## [Dataset records]
//! Relay-side liveness probing.
//!
//! # Responsibilities
//! - Post a health-check envelope immediately and then on a fixed interval
//! - Resolve the live port through the handle on every ping
//!
//! # Design Decisions
//! - One-way: never waits for or requires a reply
//! - Never triggers reconnection; only the port's own disconnect does
//! - Stopped by the relay when the port disconnects

use std::time::Duration;

use tokio::sync::oneshot;
use tokio::time;

use crate::observability::metrics;
use crate::protocol::{Envelope, Method};
use crate::transport::handle::PortHandle;

/// Shortest ping interval; `tokio::time::interval` rejects zero.
const MIN_INTERVAL: Duration = Duration::from_millis(1);

pub struct HealthMonitor {
    handle: PortHandle,
    origin: String,
    interval: Duration,
}

impl HealthMonitor {
    /// `origin` is the window origin captured at load time. Intervals below
    /// one millisecond are raised to it.
    pub fn new(handle: PortHandle, origin: impl Into<String>, interval: Duration) -> Self {
        Self {
            handle,
            origin: origin.into(),
            interval: interval.max(MIN_INTERVAL),
        }
    }

    /// Ping until `stop` fires or its sender is dropped.
    pub async fn run(self, mut stop: oneshot::Receiver<()>) {
        tracing::debug!(
            interval_ms = self.interval.as_millis() as u64,
            origin = %self.origin,
            "Health monitor starting"
        );

        let mut ticker = time::interval(self.interval);
        ticker.set_missed_tick_behavior(time::MissedTickBehavior::Delay);

        loop {
            tokio::select! {
                _ = &mut stop => {
                    tracing::debug!("Health monitor stopped");
                    break;
                }
                _ = ticker.tick() => self.ping(),
            }
        }
    }

    fn ping(&self) {
        match self.handle.post(Envelope::control(Method::HealthCheck, &self.origin)) {
            Ok(port) => {
                tracing::trace!(port = %port, "Health check sent");
                metrics::record_health_check();
            }
            Err(e) => {
                tracing::debug!(error = %e, "Health check skipped");
            }
        }
    }
}

#[cfg(test)]
mod tests {
    use super::*;
    use crate::transport::port::{pair, ConnectInfo};

    #[tokio::test(start_paused = true)]
    async fn test_pings_immediately_then_on_interval() {
        let handle = PortHandle::new();
        let (link, mut end) = pair(ConnectInfo {
            name: "bridge".into(),
            origin: "https://dapp.example".into(),
        });
        handle.replace(link.port);

        let (stop_tx, stop_rx) = oneshot::channel();
        let monitor = HealthMonitor::new(handle.clone(), "https://dapp.example", Duration::from_millis(100));
        let task = tokio::spawn(monitor.run(stop_rx));

        time::sleep(Duration::from_millis(250)).await;
        let mut pings = 0;
        while let Ok(envelope) = end.inbound.try_recv() {
            assert_eq!(envelope.method(), Some(&Method::HealthCheck));
            assert_eq!(
                envelope.request.unwrap().origin.as_deref(),
                Some("https://dapp.example")
            );
            pings += 1;
        }
        // t = 0, 100, 200
        assert_eq!(pings, 3);

        stop_tx.send(()).unwrap();
        task.await.unwrap();

        time::sleep(Duration::from_millis(500)).await;
        assert!(end.inbound.try_recv().is_err());
    }

    #[tokio::test(start_paused = true)]
    async fn test_no_port_means_no_ping() {
        let handle = PortHandle::new();
        let (stop_tx, stop_rx) = oneshot::channel();
        let task = tokio::spawn(
            HealthMonitor::new(handle.clone(), "https://dapp.example", Duration::from_millis(50)).run(stop_rx),
        );
        time::sleep(Duration::from_millis(120)).await;
        drop(stop_tx);
        task.await.unwrap();
        assert!(!handle.is_connected());
    }

    #[tokio::test(start_paused = true)]
    async fn test_zero_interval_is_clamped() {
        let handle = PortHandle::new();
        let (link, mut end) = pair(ConnectInfo {
            name: "bridge".into(),
            origin: "https://dapp.example".into(),
        });
        handle.replace(link.port);

        let monitor = HealthMonitor::new(handle, "https://dapp.example", Duration::ZERO);
        assert_eq!(monitor.interval, MIN_INTERVAL);

        let (stop_tx, stop_rx) = oneshot::channel();
        let task = tokio::spawn(monitor.run(stop_rx));
        time::sleep(Duration::from_millis(5)).await;
        stop_tx.send(()).unwrap();
        task.await.unwrap();

        assert!(end.inbound.try_recv().is_ok());
    }
}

## [What is expected]
Return the full listing. Leave every word as it stands.

## [Exercise result]
//! Relay-side liveness probing.
//!
//! # Responsibilities
//! - Post a health-check envelope immediately and then on a fixed interval
//! - Resolve the live port through the handle on every ping
//!
//! # Design Decisions
//! - One-way: never waits for or requires a reply
//! - Never triggers reconnection; only the port's own disconnect does
//! - Stopped by the relay when the port disconnects

use std::time::Duration;

use tokio::sync::oneshot;
use tokio::time;

use crate::observability::metrics;
use crate::protocol::{Envelope, Method};
use crate::transport::handle::PortHandle;

/// Shortest ping interval; `tokio::time::interval` rejects zero.
const MIN_INTERVAL: Duration = Duration::from_millis(1);

pub struct HealthMonitor {
    handle: PortHandle,
    origin: String,
    interval: Duration,
}

impl HealthMonitor {
    /// `origin` is the window origin captured at load time. Intervals below
    /// one millisecond are raised to it.
    pub fn new(handle: PortHandle, origin: impl Into<String>, interval: Duration) -> Self {
        Self {
            handle,
            origin: origin.into(),
            interval: interval.max(MIN_INTERVAL),
        }
    }

    /// Ping until `stop` fires or its sender is dropped.
    pub async fn run(self, mut stop: oneshot::Receiver<()>) {
        tracing::debug!(
            interval_ms = self.interval.as_millis() as u64,
            origin = %self.origin,
            "Health monitor starting"
        );

        let mut ticker = time::interval(self.interval);
        ticker.set_missed_tick_behavior(time::MissedTickBehavior::Delay);

        loop {
            tokio::select! {
                _ = &mut stop => {
                    tracing::debug!("Health monitor stopped");
                    break;
                }
                _ = ticker.tick() => self.ping(),
            }
        }
    }

    fn ping(&self) {
        match self.handle.post(Envelope::control(Method::HealthCheck, &self.origin)) {
            Ok(port) => {
                tracing::trace!(port = %port, "Health check sent");
                metrics::record_health_check();
            }
            Err(e) => {
                tracing::debug!(error = %e, "Health check skipped");
            }
        }
    }
}

#[cfg(test)]
mod tests {
    use super::*;
    use crate::transport::port::{pair, ConnectInfo};

    #[tokio::test(start_paused = true)]
    async fn test_pings_immediately_then_on_interval() {
        let handle = PortHandle::new();
        let (link, mut end) = pair(ConnectInfo {
            name: "bridge".into(),
            origin: "https://dapp.example".into(),
        });
        handle.replace(link.port);

        let (stop_tx, stop_rx) = oneshot::channel();
        let monitor = HealthMonitor::new(handle.clone(), "https://dapp.example", Duration::from_millis(100));
        let task = tokio::spawn(monitor.run(stop_rx));

        time::sleep(Duration::from_millis(250)).await;
        let mut pings = 0;
        while let Ok(envelope) = end.inbound.try_recv() {
            assert_eq!(envelope.method(), Some(&Method::HealthCheck));
            assert_eq!(
                envelope.request.unwrap().origin.as_deref(),
                Some("https://dapp.example")
            );
            pings += 1;
        }
        // t = 0, 100, 200
        assert_eq!(pings, 3);

        stop_tx.send(()).unwrap();
        task.await.unwrap();

        time::sleep(Duration::from_millis(500)).await;
        assert!(end.inbound.try_recv().is_err());
    }

    #[tokio::test(start_paused = true)]
    async fn test_no_port_means_no_ping() {
        let handle = PortHandle::new();
        let (stop_tx, stop_rx) = oneshot::channel();
        let task = tokio::spawn(
            HealthMonitor::new(handle.clone(), "https://dapp.example", Duration::from_millis(50)).run(stop_rx),
        );
        time::sleep(Duration::from_millis(120)).await;
        drop(stop_tx);
        task.await.unwrap();
        assert!(!handle.is_connected());
    }

    #[tokio::test(start_paused = true)]
    async fn test_zero_interval_is_clamped() {
        let handle = PortHandle::new();
        let (link, mut end) = pair(ConnectInfo {
            name: "bridge".into(),
            origin: "https://dapp.example".into(),
        });
        handle.replace(link.port);

        let monitor = HealthMonitor::new(handle, "https://dapp.example", Duration::ZERO);
        assert_eq!(monitor.interval, MIN_INTERVAL);

        let (stop_tx, stop_rx) = oneshot::channel();
        let task = tokio::spawn(monitor.run(stop_rx));
        time::sleep(Duration::from_millis(5)).await;
        stop_tx.send(()).unwrap();
        task.await.unwrap();

        assert!(end.inbound.try_recv().is_ok());
    }
}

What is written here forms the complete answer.